- YOUR TASK -
Going through the data, count each line that has the word "tokio". Reply with the total and nothing more.

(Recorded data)
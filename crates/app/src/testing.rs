//! Shared fakes for the core's unit tests.

use std::cell::{Cell, RefCell};
use std::collections::VecDeque;
use std::future::Future;
use std::rc::Rc;
use std::time::Duration;

use irrigo_domain::endpoint;
use irrigo_domain::error::{ControllerError, RenderError};
use irrigo_domain::id::ChannelIndex;
use irrigo_domain::network::{SensorProbe, WifiNetwork};
use irrigo_domain::request::{
    AddPlantRequest, DeletePlantRequest, UpdateConfigRequest, WaterRequest, WifiCredentials,
};
use irrigo_domain::snapshot::Snapshot;

use crate::ports::{ControllerApi, Dashboard, LinkStatus, ListContainer, Timer, UserInteraction};
use crate::view::{EnvironmentReadout, Fragment};

/// A request the fake controller received.
#[derive(Debug, Clone, PartialEq, Eq)]
pub enum Call {
    FetchSnapshot,
    AddPlant(AddPlantRequest),
    Water(WaterRequest),
    DeletePlant(DeletePlantRequest),
    UpdateConfig(UpdateConfigRequest),
    SaveWifi(WifiCredentials),
    Reboot,
    Scan,
    Detect(ChannelIndex),
}

#[derive(Default)]
struct ControllerState {
    snapshots: VecDeque<Option<Snapshot>>,
    calls: Vec<Call>,
    offline: bool,
    rejection: Option<u16>,
}

/// Scripted controller: `fetch_snapshot` pops queued responses and fails
/// once the queue is empty.
#[derive(Clone, Default)]
pub struct FakeController {
    state: Rc<RefCell<ControllerState>>,
}

impl FakeController {
    pub fn push_snapshot(&self, body: &str) {
        let snapshot = Snapshot::from_json(body).unwrap();
        self.state.borrow_mut().snapshots.push_back(Some(snapshot));
    }

    pub fn push_failure(&self) {
        self.state.borrow_mut().snapshots.push_back(None);
    }

    /// Make every mutating request fail with a transport error.
    pub fn go_offline(&self) {
        self.state.borrow_mut().offline = true;
    }

    /// Make every mutating request come back with HTTP `status`.
    pub fn reject_with(&self, status: u16) {
        self.state.borrow_mut().rejection = Some(status);
    }

    pub fn calls(&self) -> Vec<Call> {
        self.state.borrow().calls.clone()
    }

    pub fn fetch_count(&self) -> usize {
        self.calls()
            .iter()
            .filter(|c| **c == Call::FetchSnapshot)
            .count()
    }

    fn record(&self, call: Call, endpoint: &'static str) -> Result<(), ControllerError> {
        let mut state = self.state.borrow_mut();
        state.calls.push(call);
        if state.offline {
            return Err(ControllerError::Transport {
                endpoint,
                source: "controller unreachable".into(),
            });
        }
        if let Some(status) = state.rejection {
            return Err(ControllerError::Status { endpoint, status });
        }
        Ok(())
    }
}

impl ControllerApi for FakeController {
    async fn fetch_snapshot(&self) -> Result<Snapshot, ControllerError> {
        let mut state = self.state.borrow_mut();
        state.calls.push(Call::FetchSnapshot);
        state
            .snapshots
            .pop_front()
            .flatten()
            .ok_or_else(|| ControllerError::Transport {
                endpoint: endpoint::DATA,
                source: "no response".into(),
            })
    }

    async fn add_plant(&self, request: &AddPlantRequest) -> Result<(), ControllerError> {
        self.record(Call::AddPlant(request.clone()), endpoint::ADD_PLANT)
    }

    async fn water(&self, request: WaterRequest) -> Result<(), ControllerError> {
        self.record(Call::Water(request), endpoint::WATER)
    }

    async fn delete_plant(&self, request: DeletePlantRequest) -> Result<(), ControllerError> {
        self.record(Call::DeletePlant(request), endpoint::DELETE_PLANT)
    }

    async fn update_config(&self, request: UpdateConfigRequest) -> Result<(), ControllerError> {
        self.record(Call::UpdateConfig(request), endpoint::UPDATE_CONFIG)
    }

    async fn save_wifi(&self, credentials: &WifiCredentials) -> Result<(), ControllerError> {
        self.record(Call::SaveWifi(credentials.clone()), endpoint::SAVE_WIFI)
    }

    async fn reboot(&self) -> Result<(), ControllerError> {
        self.record(Call::Reboot, endpoint::REBOOT)
    }

    async fn scan_networks(&self) -> Result<Vec<WifiNetwork>, ControllerError> {
        self.record(Call::Scan, endpoint::SCAN)?;
        Ok(vec![WifiNetwork {
            ssid: "greenhouse".to_string(),
            secure: true,
        }])
    }

    async fn detect_sensor(&self, channel: ChannelIndex) -> Result<SensorProbe, ControllerError> {
        self.record(Call::Detect(channel), endpoint::DETECT_SENSOR)?;
        Ok(SensorProbe {
            raw: 1234,
            mode: "Analog".to_string(),
        })
    }
}

/// Timer on tokio's clock that counts how many delays were scheduled.
#[derive(Clone, Default)]
pub struct CountingTimer {
    scheduled: Rc<RefCell<Vec<Duration>>>,
}

impl CountingTimer {
    pub fn scheduled(&self) -> Vec<Duration> {
        self.scheduled.borrow().clone()
    }
}

impl Timer for CountingTimer {
    fn sleep(&self, duration: Duration) -> impl Future<Output = ()> {
        self.scheduled.borrow_mut().push(duration);
        tokio::time::sleep(duration)
    }
}

#[derive(Default)]
struct DashboardState {
    readouts: Vec<EnvironmentReadout>,
    status_lines: Vec<String>,
    mounted: Vec<Fragment>,
    links: Vec<LinkStatus>,
}

/// Dashboard recording everything pushed to it.
#[derive(Clone)]
pub struct RecordingDashboard {
    state: Rc<RefCell<DashboardState>>,
    list_present: bool,
    list_fails: bool,
}

impl Default for RecordingDashboard {
    fn default() -> Self {
        Self {
            state: Rc::default(),
            list_present: true,
            list_fails: false,
        }
    }
}

impl RecordingDashboard {
    pub fn without_list() -> Self {
        Self {
            list_present: false,
            ..Self::default()
        }
    }

    pub fn with_failing_list() -> Self {
        Self {
            list_fails: true,
            ..Self::default()
        }
    }

    pub fn mounted(&self) -> Vec<Fragment> {
        self.state.borrow().mounted.clone()
    }

    pub fn last_readout(&self) -> Option<EnvironmentReadout> {
        self.state.borrow().readouts.last().cloned()
    }

    pub fn status_lines(&self) -> Vec<String> {
        self.state.borrow().status_lines.clone()
    }

    pub fn links(&self) -> Vec<LinkStatus> {
        self.state.borrow().links.clone()
    }
}

pub struct RecordingList {
    state: Rc<RefCell<DashboardState>>,
    fails: bool,
}

impl ListContainer for RecordingList {
    fn replace_children(&mut self, fragment: Fragment) -> Result<(), RenderError> {
        if self.fails {
            return Err(RenderError {
                target: "plant-list",
                reason: "detached".to_string(),
            });
        }
        self.state.borrow_mut().mounted.push(fragment);
        Ok(())
    }
}

impl Dashboard for RecordingDashboard {
    type List = RecordingList;

    fn show_environment(&self, readout: &EnvironmentReadout) {
        self.state.borrow_mut().readouts.push(readout.clone());
    }

    fn show_status(&self, line: &str) {
        self.state.borrow_mut().status_lines.push(line.to_string());
    }

    fn plant_list(&self) -> Option<Self::List> {
        self.list_present.then(|| RecordingList {
            state: Rc::clone(&self.state),
            fails: self.list_fails,
        })
    }

    fn show_link(&self, status: LinkStatus) {
        self.state.borrow_mut().links.push(status);
    }
}

/// User stand-in with a fixed answer to every confirmation.
#[derive(Clone)]
pub struct ScriptedUser {
    answer: bool,
    prompts: Rc<RefCell<Vec<String>>>,
    notices: Rc<RefCell<Vec<String>>>,
    modal_closes: Rc<Cell<u32>>,
}

impl ScriptedUser {
    pub fn answering(answer: bool) -> Self {
        Self {
            answer,
            prompts: Rc::default(),
            notices: Rc::default(),
            modal_closes: Rc::default(),
        }
    }

    pub fn prompts(&self) -> Vec<String> {
        self.prompts.borrow().clone()
    }

    pub fn notices(&self) -> Vec<String> {
        self.notices.borrow().clone()
    }

    pub fn modal_closes(&self) -> u32 {
        self.modal_closes.get()
    }
}

impl UserInteraction for ScriptedUser {
    async fn confirm(&self, message: &str) -> bool {
        self.prompts.borrow_mut().push(message.to_string());
        self.answer
    }

    fn notify(&self, message: &str) {
        self.notices.borrow_mut().push(message.to_string());
    }

    fn close_modals(&self) {
        self.modal_closes.set(self.modal_closes.get() + 1);
    }
}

- EXERCISE RESULT -
2